MOUNT DESERT, Maine — A billionaire’s lawsuit against his neighbors over their use of a wharf and beach on his property on Mount Desert Island has been settled out of court, according to an attorney involved in the case.

Through his local property-owning entity, Peabody Land LLC, billionaire Mitchell Rales filed the lawsuit last September, alleging that abutting property owners “have been wrongfully holding parties on the Peabody property” at 137 Peabody Drive in the local village of Northeast Harbor.

“These wrongful parties have included loud music, fireworks, crowds, nighttime activities, alcohol and other offensive acts and disturbances,” according to the complaint.

In response, a neighbor who owns land at 131 Peabody Drive filed a counterclaim against Rales, denying any wrongdoing and seeking monetary compensation to cover related legal expenses and “further relief as justice might require.”

The squabble has been resolved, according to Trenton attorney Michael Ross, who represented Peabody Land in the matter.

“There has been a settlement,” Ross said Tuesday.

He added that the settlement includes a confidentiality agreement that prevents him from releasing additional information about the settlement, including when it was reached.

Sara Pierce, whose family owns Coffeepot Realty LLC, which filed the counterclaim against Peabody Land, declined Monday to confirm the settlement or to comment otherwise about the case.
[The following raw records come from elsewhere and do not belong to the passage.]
//! Usage snapshots and the `STAT` text report

use super::size_class::{ClassId, SizeClass};
use serde::Serialize;
use std::fmt;

/// Per-class usage figures
#[derive(Debug, Clone, Copy, PartialEq, Eq, Serialize)]
pub struct ClassStats {
    pub class_id: ClassId,
    pub chunk_size: usize,
    pub chunks_per_page: usize,
    pub total_pages: usize,
    pub total_chunks: usize,
    /// Chunks not on the free list, including the unserved tail of the newest slab
    pub used_chunks: usize,
    pub free_chunks: usize,
    pub free_chunks_end: usize,
}

impl ClassStats {
    pub(crate) fn from_class(sc: &SizeClass) -> Self {
        let total_chunks = sc.total_chunks();
        Self {
            class_id: sc.id,
            chunk_size: sc.chunk_size,
            chunks_per_page: sc.chunks_per_slab,
            total_pages: sc.slab_count(),
            total_chunks,
            used_chunks: total_chunks.saturating_sub(sc.free_count()),
            free_chunks: sc.free_count(),
            free_chunks_end: sc.bump_remaining(),
        }
    }
}

/// Consistent snapshot of an allocator
#[derive(Debug, Clone, Default, PartialEq, Eq, Serialize)]
pub struct SlabStats {
    /// Classes with at least one slab, ascending by id
    pub classes: Vec<ClassStats>,
    /// Number of classes in `classes`
    pub active_slabs: usize,
    /// Bytes committed from the underlying system
    pub total_malloced: usize,
}

impl SlabStats {
    /// Snapshot of a class table
    pub fn collect<'a>(
        classes: impl IntoIterator<Item = &'a SizeClass>,
        total_malloced: usize,
    ) -> Self {
        let classes: Vec<ClassStats> = classes
            .into_iter()
            .filter(|sc| sc.slab_count() > 0)
            .map(ClassStats::from_class)
            .collect();

        Self {
            active_slabs: classes.len(),
            classes,
            total_malloced,
        }
    }

    pub fn class(&self, id: ClassId) -> Option<&ClassStats> {
        self.classes.iter().find(|c| c.class_id == id)
    }

    /// Render as CRLF-terminated `STAT key value` lines
    pub fn render(&self) -> String {
        self.to_string()
    }
}

impl fmt::Display for SlabStats {
    fn fmt(&self, f: &mut fmt::Formatter<'_>) -> fmt::Result {
        for c in &self.classes {
            let id = c.class_id;
            write!(f, "STAT {}:chunk_size {}\r\n", id, c.chunk_size)?;
            write!(f, "STAT {}:chunks_per_page {}\r\n", id, c.chunks_per_page)?;
            write!(f, "STAT {}:total_pages {}\r\n", id, c.total_pages)?;
            write!(f, "STAT {}:total_chunks {}\r\n", id, c.total_chunks)?;
            write!(f, "STAT {}:used_chunks {}\r\n", id, c.used_chunks)?;
            write!(f, "STAT {}:free_chunks {}\r\n", id, c.free_chunks)?;
            write!(f, "STAT {}:free_chunks_end {}\r\n", id, c.free_chunks_end)?;
        }
        write!(f, "STAT active_slabs {}\r\n", self.active_slabs)?;
        write!(f, "STAT total_malloced {}\r\n", self.total_malloced)
    }
}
She said questions should be directed to Coffeepot’s attorney in the matter, Michael Traister of Portland.

Traister did not return voicemail messages left Monday and Tuesday at his office. Attempts this week to contact attorneys representing other parties directly involved in the case also were unsuccessful.

In a statement released last fall, Pierce said “the Coffeepot family has a perfectly legal and deeded right of way access to access and use the wharf and [beach] landing place going back to 1927 and before, which Mr. Rales and his lawyers knew when he bought the property [in 2007].”

Rales, 59, co-founded Danaher Corp. with his brother Steven Rales and, when not staying at his $24 million estate on Peabody Drive, lives in the Washington, D.C, area for much of the year. Mitchell Rales has an estimated net worth of $3.7 billion, according to Forbes magazine. Danaher Corp. is a global firm that designs, manufactures and markets professional, medical, industrial and commercial products and services.

Steven Rales, who Forbes estimates to have a net worth of $3.9 billion and who is building a $9.4 million mansion in Northeast Harbor a few miles away from his brother’s property, wasn’t a party to the lawsuit.

Aside from Coffeepot, other defendants in the lawsuit included Alexander, Paul and Peter Goriansky; The Winnestay LLP; John E. Anthony; and Elizabeth R. Rendeiro, trustee of the Frances H. Eliot Trust. The Gorianskys and Anthony later were dismissed as defendants in the case, according to court documents.

All properties in question, according to the lawsuit, once were owned by Charles W. Eliot, president of Harvard University and one of the founders of Acadia National Park.

In its complaint, Peabody Land LLC argued that access to the beach and wharf that some of the abutting property owners have is restricted to pedestrian traffic on a specific path that follows the shore on Mitchell Rales’ property. Other neighbors, the complaint added, have no such access rights whatsoever.

“Defendants, their guests, tenants and invitees have been wrongfully sunbathing, gathering, picnicking, using the wharf, storing boats and engaging in other inappropriate activities on the Peabody property,” the complaint indicated.

Whatever access rights some neighbors have to the beach are limited to boating purposes only, the complaint indicated, while access to the wharf is even more strict. Some neighbors are allowed to travel to and from the wharf but are not otherwise allowed to use the structure, Peabody Land argued in the document.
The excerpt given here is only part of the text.